#### Assigned task:
Will you quote precisely the lines that run from the top of the material below to the line containing "pub mod vpc_router_api;", both ends included?

#### Input for this task:
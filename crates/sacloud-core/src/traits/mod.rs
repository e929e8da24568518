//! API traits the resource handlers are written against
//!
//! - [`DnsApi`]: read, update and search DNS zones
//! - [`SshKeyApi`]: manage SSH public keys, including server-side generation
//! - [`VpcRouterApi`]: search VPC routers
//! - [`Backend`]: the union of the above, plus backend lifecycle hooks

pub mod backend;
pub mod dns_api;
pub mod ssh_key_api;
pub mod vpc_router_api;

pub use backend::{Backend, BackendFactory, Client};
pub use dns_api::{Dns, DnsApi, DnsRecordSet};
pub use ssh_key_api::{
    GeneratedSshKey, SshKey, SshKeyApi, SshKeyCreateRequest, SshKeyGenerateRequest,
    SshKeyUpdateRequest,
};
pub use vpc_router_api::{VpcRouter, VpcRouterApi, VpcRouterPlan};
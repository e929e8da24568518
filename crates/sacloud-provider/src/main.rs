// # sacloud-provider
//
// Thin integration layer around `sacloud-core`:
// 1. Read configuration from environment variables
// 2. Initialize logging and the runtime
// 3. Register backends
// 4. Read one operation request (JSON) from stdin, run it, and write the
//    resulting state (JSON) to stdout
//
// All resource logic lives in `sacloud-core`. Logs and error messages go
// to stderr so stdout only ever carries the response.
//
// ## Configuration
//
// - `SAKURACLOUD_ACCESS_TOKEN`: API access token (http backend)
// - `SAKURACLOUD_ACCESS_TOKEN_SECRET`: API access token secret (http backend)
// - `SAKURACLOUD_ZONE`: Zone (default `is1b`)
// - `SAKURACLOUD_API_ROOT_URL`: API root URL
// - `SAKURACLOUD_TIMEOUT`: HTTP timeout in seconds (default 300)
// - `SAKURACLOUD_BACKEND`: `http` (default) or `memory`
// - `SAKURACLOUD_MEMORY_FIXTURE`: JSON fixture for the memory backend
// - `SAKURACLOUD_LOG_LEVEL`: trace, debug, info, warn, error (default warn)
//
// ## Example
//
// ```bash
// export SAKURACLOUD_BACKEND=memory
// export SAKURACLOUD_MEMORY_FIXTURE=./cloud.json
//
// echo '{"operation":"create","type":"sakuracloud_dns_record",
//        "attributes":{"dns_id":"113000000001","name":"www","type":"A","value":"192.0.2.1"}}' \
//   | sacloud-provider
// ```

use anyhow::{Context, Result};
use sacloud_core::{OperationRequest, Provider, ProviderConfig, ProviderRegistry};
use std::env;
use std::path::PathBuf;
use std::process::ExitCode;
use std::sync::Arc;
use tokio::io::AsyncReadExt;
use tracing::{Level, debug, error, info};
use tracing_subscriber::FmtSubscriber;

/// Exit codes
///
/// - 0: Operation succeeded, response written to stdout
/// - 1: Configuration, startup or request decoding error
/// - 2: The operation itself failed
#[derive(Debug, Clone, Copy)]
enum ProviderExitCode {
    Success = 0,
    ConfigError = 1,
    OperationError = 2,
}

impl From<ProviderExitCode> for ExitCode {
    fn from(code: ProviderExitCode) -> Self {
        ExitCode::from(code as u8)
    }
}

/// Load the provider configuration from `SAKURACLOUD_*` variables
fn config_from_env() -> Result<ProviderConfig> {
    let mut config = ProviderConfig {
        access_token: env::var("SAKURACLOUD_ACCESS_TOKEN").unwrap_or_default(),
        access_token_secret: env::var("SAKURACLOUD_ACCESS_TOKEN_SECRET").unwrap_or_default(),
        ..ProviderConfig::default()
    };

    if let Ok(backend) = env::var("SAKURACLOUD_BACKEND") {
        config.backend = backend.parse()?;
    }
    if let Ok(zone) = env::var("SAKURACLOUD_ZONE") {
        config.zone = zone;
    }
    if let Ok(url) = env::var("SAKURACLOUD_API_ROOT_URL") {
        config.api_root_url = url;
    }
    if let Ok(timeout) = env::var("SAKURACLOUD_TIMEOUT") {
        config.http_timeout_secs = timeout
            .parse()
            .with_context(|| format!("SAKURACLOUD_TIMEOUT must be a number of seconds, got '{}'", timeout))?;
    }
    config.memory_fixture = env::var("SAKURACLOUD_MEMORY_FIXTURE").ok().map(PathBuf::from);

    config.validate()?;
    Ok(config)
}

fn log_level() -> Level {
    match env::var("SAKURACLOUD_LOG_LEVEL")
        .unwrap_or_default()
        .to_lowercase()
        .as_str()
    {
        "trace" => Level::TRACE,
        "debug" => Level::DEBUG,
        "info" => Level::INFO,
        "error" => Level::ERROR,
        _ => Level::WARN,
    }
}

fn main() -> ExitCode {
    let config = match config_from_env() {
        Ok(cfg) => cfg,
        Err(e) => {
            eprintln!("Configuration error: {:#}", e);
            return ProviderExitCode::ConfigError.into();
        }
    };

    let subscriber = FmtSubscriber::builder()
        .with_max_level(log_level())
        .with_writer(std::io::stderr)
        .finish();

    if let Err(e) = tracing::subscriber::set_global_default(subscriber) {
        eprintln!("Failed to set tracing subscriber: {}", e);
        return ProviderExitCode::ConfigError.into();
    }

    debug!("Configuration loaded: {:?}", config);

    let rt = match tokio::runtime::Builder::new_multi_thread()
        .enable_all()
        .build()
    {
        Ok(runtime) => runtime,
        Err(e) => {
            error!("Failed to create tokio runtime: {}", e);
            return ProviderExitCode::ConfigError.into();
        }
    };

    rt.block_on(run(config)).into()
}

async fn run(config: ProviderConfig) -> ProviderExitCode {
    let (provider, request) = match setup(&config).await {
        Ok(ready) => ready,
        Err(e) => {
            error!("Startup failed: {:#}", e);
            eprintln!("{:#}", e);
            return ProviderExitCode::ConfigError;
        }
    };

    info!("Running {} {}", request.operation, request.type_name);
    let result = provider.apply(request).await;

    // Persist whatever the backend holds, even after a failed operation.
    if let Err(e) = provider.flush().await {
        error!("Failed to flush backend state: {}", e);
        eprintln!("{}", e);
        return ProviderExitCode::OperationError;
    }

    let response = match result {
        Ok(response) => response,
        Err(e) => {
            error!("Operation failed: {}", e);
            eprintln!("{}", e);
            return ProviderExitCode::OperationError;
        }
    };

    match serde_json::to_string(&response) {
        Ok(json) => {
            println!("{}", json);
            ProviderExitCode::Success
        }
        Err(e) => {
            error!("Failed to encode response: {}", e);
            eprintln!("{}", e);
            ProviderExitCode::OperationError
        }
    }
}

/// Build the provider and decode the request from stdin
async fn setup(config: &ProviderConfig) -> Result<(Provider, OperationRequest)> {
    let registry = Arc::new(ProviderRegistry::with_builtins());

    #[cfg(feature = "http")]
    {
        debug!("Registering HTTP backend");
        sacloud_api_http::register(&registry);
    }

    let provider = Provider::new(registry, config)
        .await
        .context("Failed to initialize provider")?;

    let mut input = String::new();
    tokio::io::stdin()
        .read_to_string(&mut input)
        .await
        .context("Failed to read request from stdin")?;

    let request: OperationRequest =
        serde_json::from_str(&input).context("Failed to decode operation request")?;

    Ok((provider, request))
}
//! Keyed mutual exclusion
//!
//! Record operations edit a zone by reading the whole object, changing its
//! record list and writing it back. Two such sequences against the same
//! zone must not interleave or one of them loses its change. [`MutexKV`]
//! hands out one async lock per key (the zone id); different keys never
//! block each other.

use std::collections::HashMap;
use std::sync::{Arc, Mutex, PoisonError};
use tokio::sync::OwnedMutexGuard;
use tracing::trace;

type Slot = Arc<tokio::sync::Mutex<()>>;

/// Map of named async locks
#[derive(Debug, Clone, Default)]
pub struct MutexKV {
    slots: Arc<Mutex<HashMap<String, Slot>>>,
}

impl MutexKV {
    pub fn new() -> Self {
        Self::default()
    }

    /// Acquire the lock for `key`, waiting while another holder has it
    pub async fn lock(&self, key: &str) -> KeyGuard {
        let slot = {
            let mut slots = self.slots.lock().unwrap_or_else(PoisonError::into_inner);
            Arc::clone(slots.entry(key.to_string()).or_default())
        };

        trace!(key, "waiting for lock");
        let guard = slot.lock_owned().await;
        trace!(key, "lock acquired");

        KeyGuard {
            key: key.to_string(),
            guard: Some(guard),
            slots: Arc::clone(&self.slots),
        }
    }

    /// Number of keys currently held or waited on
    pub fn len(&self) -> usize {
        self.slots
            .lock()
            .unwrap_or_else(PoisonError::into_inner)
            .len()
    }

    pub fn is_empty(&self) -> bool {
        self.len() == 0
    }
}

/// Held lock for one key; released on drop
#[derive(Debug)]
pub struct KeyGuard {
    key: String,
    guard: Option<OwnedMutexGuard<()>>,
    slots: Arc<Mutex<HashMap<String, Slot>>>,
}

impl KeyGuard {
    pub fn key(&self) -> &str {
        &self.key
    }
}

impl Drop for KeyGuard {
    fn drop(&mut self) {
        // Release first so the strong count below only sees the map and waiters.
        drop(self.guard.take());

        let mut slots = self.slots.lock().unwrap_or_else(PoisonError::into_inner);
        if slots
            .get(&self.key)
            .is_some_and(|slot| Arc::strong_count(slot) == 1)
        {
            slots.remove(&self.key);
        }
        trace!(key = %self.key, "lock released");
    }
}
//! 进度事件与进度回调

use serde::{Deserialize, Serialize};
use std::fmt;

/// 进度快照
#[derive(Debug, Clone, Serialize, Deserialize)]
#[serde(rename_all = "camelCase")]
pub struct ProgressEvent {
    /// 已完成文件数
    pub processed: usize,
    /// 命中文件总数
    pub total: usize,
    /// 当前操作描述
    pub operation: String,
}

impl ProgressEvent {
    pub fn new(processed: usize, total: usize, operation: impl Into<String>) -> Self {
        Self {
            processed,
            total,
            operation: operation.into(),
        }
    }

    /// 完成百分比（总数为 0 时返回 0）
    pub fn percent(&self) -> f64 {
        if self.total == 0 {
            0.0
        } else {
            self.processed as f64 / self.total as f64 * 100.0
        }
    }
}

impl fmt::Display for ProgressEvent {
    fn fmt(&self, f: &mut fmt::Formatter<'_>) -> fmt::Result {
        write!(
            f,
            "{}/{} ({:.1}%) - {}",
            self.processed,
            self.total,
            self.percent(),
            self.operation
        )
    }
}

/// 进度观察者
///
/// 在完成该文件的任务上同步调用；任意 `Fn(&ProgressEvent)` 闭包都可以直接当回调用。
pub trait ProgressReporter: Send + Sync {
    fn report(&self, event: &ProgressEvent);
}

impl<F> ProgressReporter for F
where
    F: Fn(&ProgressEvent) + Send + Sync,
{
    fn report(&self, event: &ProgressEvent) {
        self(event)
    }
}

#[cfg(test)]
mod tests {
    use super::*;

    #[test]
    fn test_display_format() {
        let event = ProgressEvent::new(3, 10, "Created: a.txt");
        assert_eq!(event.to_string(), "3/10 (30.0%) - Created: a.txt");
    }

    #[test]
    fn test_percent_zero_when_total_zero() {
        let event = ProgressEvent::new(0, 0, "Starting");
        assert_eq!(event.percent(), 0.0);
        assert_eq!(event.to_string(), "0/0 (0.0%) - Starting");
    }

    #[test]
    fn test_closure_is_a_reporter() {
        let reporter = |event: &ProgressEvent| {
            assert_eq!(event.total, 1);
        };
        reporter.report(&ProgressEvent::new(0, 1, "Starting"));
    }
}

#### Finished task:
filename crates/sacloud-core/src/traits/mod.rs
repository e929e8da24568518
//! API traits the resource handlers are written against
//!
//! - [`DnsApi`]: read, update and search DNS zones
//! - [`SshKeyApi`]: manage SSH public keys, including server-side generation
//! - [`VpcRouterApi`]: search VPC routers
//! - [`Backend`]: the union of the above, plus backend lifecycle hooks

pub mod backend;
pub mod dns_api;
pub mod ssh_key_api;
pub mod vpc_router_api;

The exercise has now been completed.